En una de las primeras escenas en las que aparece el Doctor Banks, interpretado por Jude Law, la cámara permanece fuera de foco viendo avanzar al personaje hasta que llega a un primer plano en el que por fin se definen sus rasgos. Será el recurso visual más utilizado en esta historia. La cámara no sigue al personaje, sino que es éste quien se adentra en el relato sin saberlo.
Y es en ese plano donde entendemos que esta historia pertenece al Doctor Banks, y no a Emily Taylor, la joven interpretada por una siempre hechizante Rooney Mara, provista de una aparente fragilidad que choca con su poderosa presencia en pantalla. La película ha cambiado de rumbo y no será la última vez que lo haga, pues lo que le interesa a Steven Soderbergh aquí es permanecer en un punto, agazapado en un rincón, escondido filmando el vacío, hasta que uno de los protagonistas cruza ese lugar, como si el realizador también se topase con su historia sin desearlo.
La cámara parte del deseo de filmar, y entonces la historia aparece. En un principio parece que Efectos secundarios va a proponer un nuevo debate legislativo y político como lo hacía Contagio (2011), anterior obra del autor, como si esta nueva película partiese de aquella y se alejara progresivamente en un interesante y caótico coqueteo con diferentes géneros. Pero ese devenir progresivo se convierte en una bofetada cuando el filme, por fin, se adhiere a los tópicos del thriller para cerrar un círculo que se anunciaba mucho más ambicioso en su tramo inicial.
Ese juego de identidades, no ya entre personajes sino con la propia naturaleza de la película, funciona esta vez como el juguete principal de Soderbergh, tan amante de este tipo de artefactos considerados por él como dispositivos de un ingenio sublime. Se trata, posiblemente, de la película del autor menos centrada en exhibiciones de genio tras la cámara, en coherencia con la evolución como narrador que el director ha mostrado en el último tramo de su filmografía. La depuración de su estilo ha permitido que apenas se perciban más que breves destellos de aquellas ansias de sorprender al espectador con cada plano en lugar de adherirse a la historia que intentaba contar.
El cambio de compositor en la banda sonora de Cliff Martinez, el colaborador habitual de Soderbergh, por un Thomas Newman poco comunicante que se limita a imitar al primero es uno de los pocos errores en cuestiones narrativas con los que cuenta la impecable Efectos secundarios. Copiando a Martinez, y entendiendo mal el concepto ambiental de aquel tipo de música, Newman es incapaz de obtener las texturas sonoras que, en otras ocasiones, sí han conseguido elevar el espíritu de la película hasta dotarle de un nuevo plano narrativo que aquí, sin embargo, queda totalmente ausente.

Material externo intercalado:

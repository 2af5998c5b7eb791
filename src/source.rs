//! Variable reference sources
//!
//! References have the form `<prefix>:<name>`. Sources form a chain: each one
//! handles its own prefix and forwards everything else, unchanged, to the
//! next source.

use crate::error::{GitVarsError, GitVarsResult};
use crate::resolver::Resolver;
use crate::variable::ResolvedValue;
use async_trait::async_trait;
use std::sync::Arc;
use tracing::debug;

/// Prefix of git variable references (`git:sha1`)
pub const GIT_PREFIX: &str = "git";

/// Prefix of process environment references (`env:STAGE`)
pub const ENV_PREFIX: &str = "env";

/// Split `prefix:rest`, if the reference has a prefix
pub fn split_reference(reference: &str) -> Option<(&str, &str)> {
    reference.split_once(':')
}

/// Something that can turn a variable reference into a value
#[async_trait]
pub trait VariableSource: Send + Sync {
    /// Resolve `reference`, or hand it to the next source
    async fn get_value(&self, reference: &str) -> GitVarsResult<ResolvedValue>;
}

/// Resolves `git:` references through a [`Resolver`]
pub struct GitVariableSource {
    resolver: Arc<Resolver>,
    delegate: Box<dyn VariableSource>,
}

impl GitVariableSource {
    pub fn new(resolver: Arc<Resolver>, delegate: Box<dyn VariableSource>) -> Self {
        Self { resolver, delegate }
    }
}

#[async_trait]
impl VariableSource for GitVariableSource {
    async fn get_value(&self, reference: &str) -> GitVarsResult<ResolvedValue> {
        match split_reference(reference) {
            Some((GIT_PREFIX, name)) => self.resolver.resolve(name).await,
            _ => {
                debug!("Delegating reference {}", reference);
                self.delegate.get_value(reference).await
            }
        }
    }
}

/// Resolves `env:` references from the process environment
pub struct EnvVariableSource {
    delegate: Box<dyn VariableSource>,
}

impl EnvVariableSource {
    pub fn new(delegate: Box<dyn VariableSource>) -> Self {
        Self { delegate }
    }
}

#[async_trait]
impl VariableSource for EnvVariableSource {
    async fn get_value(&self, reference: &str) -> GitVarsResult<ResolvedValue> {
        match split_reference(reference) {
            Some((ENV_PREFIX, name)) => std::env::var(name)
                .map(ResolvedValue::Text)
                .map_err(|_| {
                    GitVarsError::User(format!("Environment variable {} is not set", name))
                }),
            _ => self.delegate.get_value(reference).await,
        }
    }
}

/// End of the chain: every reference that reaches it is unknown
pub struct UnresolvedSource;

#[async_trait]
impl VariableSource for UnresolvedSource {
    async fn get_value(&self, reference: &str) -> GitVarsResult<ResolvedValue> {
        Err(GitVarsError::UnknownSource(reference.to_string()))
    }
}

/// The chain used by the CLI: git, then environment, then unresolved
pub fn default_chain(resolver: Arc<Resolver>) -> GitVariableSource {
    GitVariableSource::new(
        resolver,
        Box::new(EnvVariableSource::new(Box::new(UnresolvedSource))),
    )
}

La necesidad de la película por atar cabos, por narrar una historia cerrada a diferencia de las múltiples ramificaciones y posibilidades que intentaba abarcar sin suerte Contagio, empuja el relato hacia un reduccionismo que termina por condenarlo. El tramo final de Efectos secundarios no da pie a dobles lecturas, ni a interpretaciones, ni siquiera a la posibilidad de compartir las dudas del Doctor Banks. Resultaría imposible ser más explícito, subrayar más aún lo evidente, ofrecer más explicaciones. La nada sutil resolución de la trama de este guión esquemático echa por tierra la perspicacia con la que estaba narrado el resto de la película.
No es el único punto reduccionista de un texto que termina abandonándose al placer de los giros de guión y coqueteando continuamente con los tópicos del género para ofrecer la manida sensación de montaña rusa argumental. Basta con fijarse en el personaje interpretado por Vinessa Shaw, la esposa del Doctor Banks, y reparar en su inoperancia para observar las grietas del relato. Así ha ocurrido con cada película en la que Soderbergh ha intentado jugar a ejercer de Hitchcock con materiales argumentales cercanos a los de aquel, en los que sólo ha obtenido películas menores. La fácil resolución que propone Efectos secundarios desdibuja la identidad que tanto le ha costado forjar a su autor.
En el primer plano de la película, una panorámica de la ciudad termina deteniéndose en la ventana de uno de los edificios. Podríamos habernos detenido en cualquier otra, parece querer contar ese plano, podría haber sido cualquier otra historia. En esa azarosa sensación argumental en la que las posibilidades narrativas se disparan está el mayor de los alicientes que invitan a acercarse a una película de Steven Soderbergh. Cuando termina Efectos secundarios, comprendemos que no existe esa película prometedora que se iba abandonando a sí misma presa de su cobardía. Habíamos asistido, en realidad, a un thriller del montón convertido en algo especial gracias a la mirada de un autor obsesionado con encontrar una forma diferente de narrar lo mismo de siempre.